Well – the ukulele has been lurking in the background since I produced the album The Secret of Life by the Ukulele Orchestra of Great Britain back in 2004. At the time of the recordings I already had several ukes, but after working with the ukulele orchestra I began including the instrument in my recitals. The instrument’s purity (and brevity) of sound was a revelation – I even took a uke with me to South America and used it to play Bach during my solo concerts. Audiences seemed fascinated that this tiny, little wooden box had something to say on stage. The ukulele really does have an interesting voice with plenty of cultural baggage. Cultural baggage (by which I mean sounds that evoke something in our mass consciousness) makes the uke perfect for a large scale work like Six Grooves.

Tell us about The Burning Deck who are the backbone of the orchestra for your new piece. 

I have dreamed about having my own orchestra for over twenty years and the dream always followed the same format: a core band of great individuals plus a string section. For the concerts which include Six Grooves the core band is made up of two percussionists (Stephen Hiscock and Chris Brannick) who play a whole range of tuned and untuned instruments – Six Grooves relies heavily on vibraphone and kit, but there is also waterphone, berimbau and other sounds. Howard Beach on piano and Gareth Huw Davies on bass make up the quartet and then the strings are wrapped around the outside. My ukulele is added on top of this volatile concoction, a tiny, vulnerable wooden box with only four strings, a small tonal range and no sustain to speak of. My concerto seeks to answer many questions such as will the uke be heard at all and will the uke live to tell the tale? No spoilers here…
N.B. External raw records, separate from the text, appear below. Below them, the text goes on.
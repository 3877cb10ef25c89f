//! Student-scoped reports.

use std::collections::{HashMap, HashSet};

use learnhub_core::access::{self, Principal};
use learnhub_core::analytics::{
    self, ScoreSummary, RECENT_ACTIVITY_LIMIT, RECENT_ATTEMPTS_LIMIT, REPORT_PASS_SCORE,
};
use learnhub_core::enrollment::EnrollmentStatus;
use learnhub_core::progress::{self, ProgressStats};
use learnhub_core::quiz::ATTEMPT_COMPLETED;
use learnhub_core::reports::{
    ActivityItem, CategoryBreakdown, CourseQuizBreakdown, EnrollmentCounts, RecentAttempt,
    StudentCourseBlock, StudentProgressReport, StudentQuizPerformance,
};
use learnhub_core::types::DbId;
use learnhub_db::models::analytics::UserAttemptRow;
use learnhub_db::repositories::{AnalyticsRepo, EnrollmentRepo, ProgressRepo};

use super::ensure_user_exists;
use crate::cache::ReportKind;
use crate::error::ServiceResult;
use crate::state::EngineState;

/// Scores of completed attempts; other attempts never carry a score.
pub(crate) fn completed_scores<'a>(rows: impl IntoIterator<Item = &'a UserAttemptRow>) -> Vec<i32> {
    rows.into_iter()
        .filter(|a| a.completion_status == ATTEMPT_COMPLETED)
        .map(|a| a.score)
        .collect()
}

// ---------------------------------------------------------------------------
// (d) Student progress
// ---------------------------------------------------------------------------

/// Progress across every enrolment of one student.
pub async fn student_progress(
    state: &EngineState,
    requester: &Principal,
    user_id: DbId,
) -> ServiceResult<StudentProgressReport> {
    access::require_progress_reader(requester, user_id)?;
    ensure_user_exists(state, user_id).await?;
    state
        .cache
        .get_or_compute(ReportKind::StudentProgress, user_id, || {
            compute_student_progress(state, user_id)
        })
        .await
}

async fn compute_student_progress(
    state: &EngineState,
    user_id: DbId,
) -> ServiceResult<StudentProgressReport> {
    let pool = &state.pool;
    let enrollments: EnrollmentCounts = EnrollmentRepo::counts_for_user(pool, user_id).await?.into();
    let attempts = AnalyticsRepo::user_attempts(pool, user_id).await?;

    let mut activity_by_course: HashMap<DbId, Vec<ActivityItem>> = HashMap::new();
    for row in AnalyticsRepo::user_activity(pool, user_id).await? {
        activity_by_course
            .entry(row.course_id)
            .or_default()
            .push(row.into());
    }

    let mut courses = Vec::new();
    let (mut completed_sum, mut total_sum) = (0, 0);
    for enrolment in EnrollmentRepo::list_for_user(pool, user_id).await? {
        let counts = ProgressRepo::counts_for_course(pool, user_id, enrolment.course_id).await?;
        let stats = ProgressStats::compute(counts.total, counts.completed, counts.in_progress);
        if EnrollmentStatus::from_str_value(&enrolment.status)? != EnrollmentStatus::Dropped {
            completed_sum += stats.completed;
            total_sum += stats.total;
        }

        let course_attempts: Vec<&UserAttemptRow> = attempts
            .iter()
            .filter(|a| a.course_id == enrolment.course_id)
            .collect();
        let mut activity = activity_by_course.remove(&enrolment.course_id).unwrap_or_default();
        let last_access = activity.first().map(|a| a.updated_at);
        activity.truncate(RECENT_ACTIVITY_LIMIT);

        courses.push(StudentCourseBlock {
            course_id: enrolment.course_id,
            title: enrolment.course_title,
            enrollment_status: enrolment.status,
            enrollment_date: enrolment.enrollment_date,
            progress: stats,
            quiz_average: analytics::mean_score(&completed_scores(course_attempts.iter().copied())),
            quiz_attempts: course_attempts.len() as i64,
            recent_activity: activity,
            last_access,
        });
    }

    Ok(StudentProgressReport {
        user_id,
        enrollments,
        overall_completion_percentage: progress::completion_percentage(completed_sum, total_sum),
        courses,
        generated_at: chrono::Utc::now(),
    })
}

// ---------------------------------------------------------------------------
// (e) Student quiz performance
// ---------------------------------------------------------------------------

/// Quiz results of one student: overall, per course, recent and per category.
pub async fn student_quiz_performance(
    state: &EngineState,
    requester: &Principal,
    user_id: DbId,
) -> ServiceResult<StudentQuizPerformance> {
    access::require_progress_reader(requester, user_id)?;
    ensure_user_exists(state, user_id).await?;
    state
        .cache
        .get_or_compute(ReportKind::StudentQuizPerformance, user_id, || {
            compute_student_quiz_performance(state, user_id)
        })
        .await
}

async fn compute_student_quiz_performance(
    state: &EngineState,
    user_id: DbId,
) -> ServiceResult<StudentQuizPerformance> {
    let pool = &state.pool;
    let attempts = AnalyticsRepo::user_attempts(pool, user_id).await?;

    let categories = AnalyticsRepo::user_category_stats(pool, user_id)
        .await?
        .into_iter()
        .map(|row| CategoryBreakdown {
            success_rate: analytics::rate(row.correct, row.responses),
            category: row.category,
            responses: row.responses,
            correct: row.correct,
        })
        .collect();

    Ok(StudentQuizPerformance {
        user_id,
        overall: ScoreSummary::from_scores(&completed_scores(&attempts), REPORT_PASS_SCORE),
        courses: course_breakdown(&attempts),
        recent_attempts: recent_attempts(&attempts),
        categories,
        generated_at: chrono::Utc::now(),
    })
}

fn course_breakdown(attempts: &[UserAttemptRow]) -> Vec<CourseQuizBreakdown> {
    let mut order = Vec::new();
    let mut by_course: HashMap<DbId, Vec<&UserAttemptRow>> = HashMap::new();
    for attempt in attempts {
        by_course
            .entry(attempt.course_id)
            .or_insert_with(|| {
                order.push(attempt.course_id);
                Vec::new()
            })
            .push(attempt);
    }

    let mut rows: Vec<CourseQuizBreakdown> = order
        .into_iter()
        .filter_map(|course_id| by_course.remove(&course_id))
        .filter_map(|rows| {
            let first = rows.first()?;
            let summary = ScoreSummary::from_scores(
                &completed_scores(rows.iter().copied()),
                REPORT_PASS_SCORE,
            );
            let quizzes: HashSet<DbId> = rows.iter().map(|a| a.quiz_id).collect();
            Some(CourseQuizBreakdown {
                course_id: first.course_id,
                title: first.course_title.clone(),
                quizzes: quizzes.len() as i64,
                attempts: rows.len() as i64,
                average_score: summary.average_score,
                highest_score: summary.highest_score,
                lowest_score: summary.lowest_score,
            })
        })
        .collect();
    analytics::sort_by_average_desc(&mut rows, |r| r.average_score);
    rows
}

fn recent_attempts(attempts: &[UserAttemptRow]) -> Vec<RecentAttempt> {
    attempts
        .iter()
        .take(RECENT_ATTEMPTS_LIMIT)
        .map(|a| RecentAttempt {
            attempt_id: a.attempt_id,
            quiz_id: a.quiz_id,
            quiz_title: a.quiz_title.clone(),
            course_id: a.course_id,
            status: a.completion_status.clone(),
            score: a.score,
            correct: a.correct,
            total: a.total,
            time_spent_secs: a.time_taken_secs,
            started_at: a.started_at,
        })
        .collect()
}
Richard Durrant Ukulele Workshops

And what about the audience ukulele players who are also involved in the performance? 

One of the distinctive sounds made by the uke is heard when it is played en masse and I use this sound in the concerto at various points. To do so I need help from a large group of players – they are the ukulele chorus providing antiphonal effects and beautiful background layers. This also connects the work with the general ethos of the instrument – one of inclusion. Every audience uke player at each of our concerts will have completed a short series of workshops and one big rehearsal, this prepares them to take part in the performance but it also earns them a Six Grooves passport entitling them to take part in any future performance of the work anywhere in the world.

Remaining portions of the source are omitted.